Maybe the Twin Cities, where corporate taxes are a perennial business lament, isn’t so bad after all.
The announcement earlier this month by Cardiovascular Systems Inc. of a new $30 million headquarters and research facilities in New Brighton didn’t get much attention, amid a lot of expansion in a booming Minnesota economy.
Still, it strongly underscores a report this week by KPMG International, the accounting-and-analysis firm: the Twin Cities has a very competitive “overall tax structure for business,” and it is ranked second for companies that do a lot of research and development, such as medical and technology concerns.
Minneapolis-St. Paul may not be low-tax Ireland, where Medtronic is moving its legal headquarters. But KPMG says the Twin Cities, thanks partly to friendly government tax policies, is a plum place for corporations.
The Twin Cities ranks 17th for “most competitive tax structure” among the 51 highest-ranked international cities, and eighth among the 31 highest-ranked metro areas in the United States. The most favorable corporate-tax structures exist in Cincinnati, Cleveland, Atlanta, Baltimore and Pittsburgh, according to KPMG. (The ranking of 51 metropolitan areas of more than 2 million people includes 20 other cities in Canada, Mexico, the United Kingdom, Europe and Japan.)
Moreover, for firms that invest heavily in research and development, such as medical-products companies, the Twin Cities is considered No. 2 in the United States and eighth in the world.
“Minnesota’s tax credit for R&D activities definitely helps improve the result for the [Twin Cities] in the latest study — especially the fact that Minnesota has made the R&D credit refundable,” said Hartley Powell, KPMG’s chief of global location and expansion services, in a written statement Wednesday to the Star Tribune. “This means companies get cash support for the R&D activities, even if they don’t have any income tax liability. Refundable R&D credits are the rare exception, not the norm, among U.S. states.”
Atlanta, Minneapolis, Cincinnati, Pittsburgh and Detroit were ranked the top five large cities among firms in the R&D sector for most favorable tax structures.

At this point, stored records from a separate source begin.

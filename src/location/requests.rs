//! Request DTOs for location endpoints.

use rust_decimal::Decimal;
use serde::{Deserialize, Deserializer};
use uuid::Uuid;

use super::models::LocationType;

/// Distinguish an absent field (`None`) from an explicit `null` (`Some(None)`).
fn double_option<'de, D, T>(deserializer: D) -> Result<Option<Option<T>>, D::Error>
where
    D: Deserializer<'de>,
    T: Deserialize<'de>,
{
    Option::<T>::deserialize(deserializer).map(Some)
}

/// Partial delivery options; missing fields keep their current/default value
#[derive(Debug, Clone, Default, Deserialize)]
pub struct DeliveryOptionsInput {
    pub is_available: Option<bool>,
    pub is_free: Option<bool>,
    pub fee: Option<Decimal>,
    pub min_order: Option<Decimal>,
    pub estimated_time: Option<i32>,
    pub radius: Option<i32>,
}

/// Delivery area fields; required on create, all optional on update
#[derive(Debug, Clone, Default, Deserialize)]
pub struct DeliveryAreaInput {
    pub name: Option<String>,
    pub postcode: Option<String>,
    pub delivery_fee: Option<Decimal>,
    pub is_free: Option<bool>,
    pub min_order: Option<Decimal>,
    pub estimated_time: Option<i32>,
    pub is_active: Option<bool>,
}

/// Request to create a location
#[derive(Debug, Clone, Default, Deserialize)]
pub struct CreateLocationRequest {
    pub name: Option<String>,
    #[serde(rename = "type")]
    pub location_type: Option<LocationType>,
    #[serde(default)]
    pub parent_id: Option<Uuid>,
    pub country: Option<String>,
    pub state: Option<String>,
    pub city: Option<String>,
    pub area: Option<String>,
    pub postcode: Option<String>,
    #[serde(default)]
    pub delivery_options: Option<DeliveryOptionsInput>,
    #[serde(default)]
    pub delivery_areas: Vec<DeliveryAreaInput>,
    pub description: Option<String>,
    pub is_active: Option<bool>,
    pub metadata: Option<serde_json::Value>,
}

/// Partial location update. `parent_id: null` moves the node to the top level.
#[derive(Debug, Clone, Default, Deserialize)]
pub struct UpdateLocationRequest {
    pub name: Option<String>,
    #[serde(rename = "type")]
    pub location_type: Option<LocationType>,
    #[serde(default, deserialize_with = "double_option")]
    pub parent_id: Option<Option<Uuid>>,
    pub country: Option<String>,
    pub state: Option<String>,
    pub city: Option<String>,
    pub area: Option<String>,
    pub postcode: Option<String>,
    pub delivery_options: Option<DeliveryOptionsInput>,
    pub description: Option<String>,
    pub is_active: Option<bool>,
    pub metadata: Option<serde_json::Value>,
}

/// Query string for location listings
#[derive(Debug, Clone, Default, Deserialize)]
pub struct LocationListQuery {
    #[serde(rename = "type")]
    pub location_type: Option<LocationType>,
    pub country: Option<String>,
    pub state: Option<String>,
    pub city: Option<String>,
    pub area: Option<String>,
    pub postcode: Option<String>,
    /// `null` for top-level locations, or a parent id
    pub parent: Option<String>,
    pub has_delivery_areas: Option<bool>,
    pub is_active: Option<bool>,
    pub search: Option<String>,
    pub page: Option<i64>,
    pub limit: Option<i64>,
}

/// Request to check delivery for a postcode
#[derive(Debug, Clone, Deserialize)]
pub struct CheckDeliveryRequest {
    pub postcode: String,
    #[serde(default)]
    pub order_amount: Option<Decimal>,
}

Minnesota Revenue Commissioner Myron Frans, a tax lawyer and former business executive, said he is pleased with the KPMG findings.
“There’s a trade-off and you can search for the lowest-tax [states such as Louisiana], but there aren’t always economic growth and opportunity that go with them,” Frans said. He added that he likes the measure of competitiveness and that KPMG is looking at total business-taxation and how states treat components of taxation, such as how Minnesota’s R&D credit works.
“For [the Twin Cities] to be 17th overall and 8th in the U.S. is pretty darn exciting,” Frans said.
The study reveals that Louisiana has the lowest-cost corporate tax structure among locations in the study’s mid-to-small metro categories. Low corporate taxes, however, are not necessarily linked to high economic growth, economists point out.
Minnesota’s 10 percent nominal corporate tax rate on profits can be half that or less, after companies take advantage of state and local subsidies for everything from research credits to forgivable loans and rebates for job expansion or even using alternative fuels. And, as the Minnesota economy and employment grow at a faster-than-average rate, state officials can crow a bit.
Cardiovascular Systems’ planned 125,000-square-foot office, research and manufacturing facility in New Brighton also includes a commitment to add another 200 Minnesota jobs in several years that will pay an average wage of around $42 an hour.
CEO David Martin said competitive taxes are important but not the only factor. The expansion largely is driven by recent innovation that has spurred growth and a talented workforce.
“Minnesota has a rich talent pool of employees in medical technology with an outstanding work ethic,” Martin said. “That makes Minnesota an attractive location for businesses in our industry.”
The Minnesota Department of Employment and Economic Development awarded Cardiovascular Systems $2 million from the Minnesota Job Creation Fund, if the company meets its hiring and investment goals. The agency also is providing a $750,000 forgivable loan toward the $30 million expansion from its Minnesota Investment Fund.
Although not direct tax benefits, these additional incentives, are designed to help promising Minnesota companies expand at home, and also have been used to lure some out-of-state operations in the highly competitive race for industry and jobs among the states.
Other recent examples include:
• Apogee’s commercial-glass subsidiary, Viracon, chose to build its $30 million plant expansion in Owatonna instead of Georgia. Minnesota state and local governments offered a $4.9 million tax incentive package and spent $1.4 million to help move a highway. Viracon already has a plant in Owatonna with experienced workers.
• Scott County and the city of Shakopee last year approved a $3 million tax incentive package in return for California-based Shutterfly building a $60 million plant that is supposed to employ more than 300 full-time workers.
• Lutsen Mountains, the resort business near Grand Marais, received about $500,000 from the Iron Range Resources and Rehabilitation Board of the roughly $20 million it has used to upgrade and expand its business over the past several years.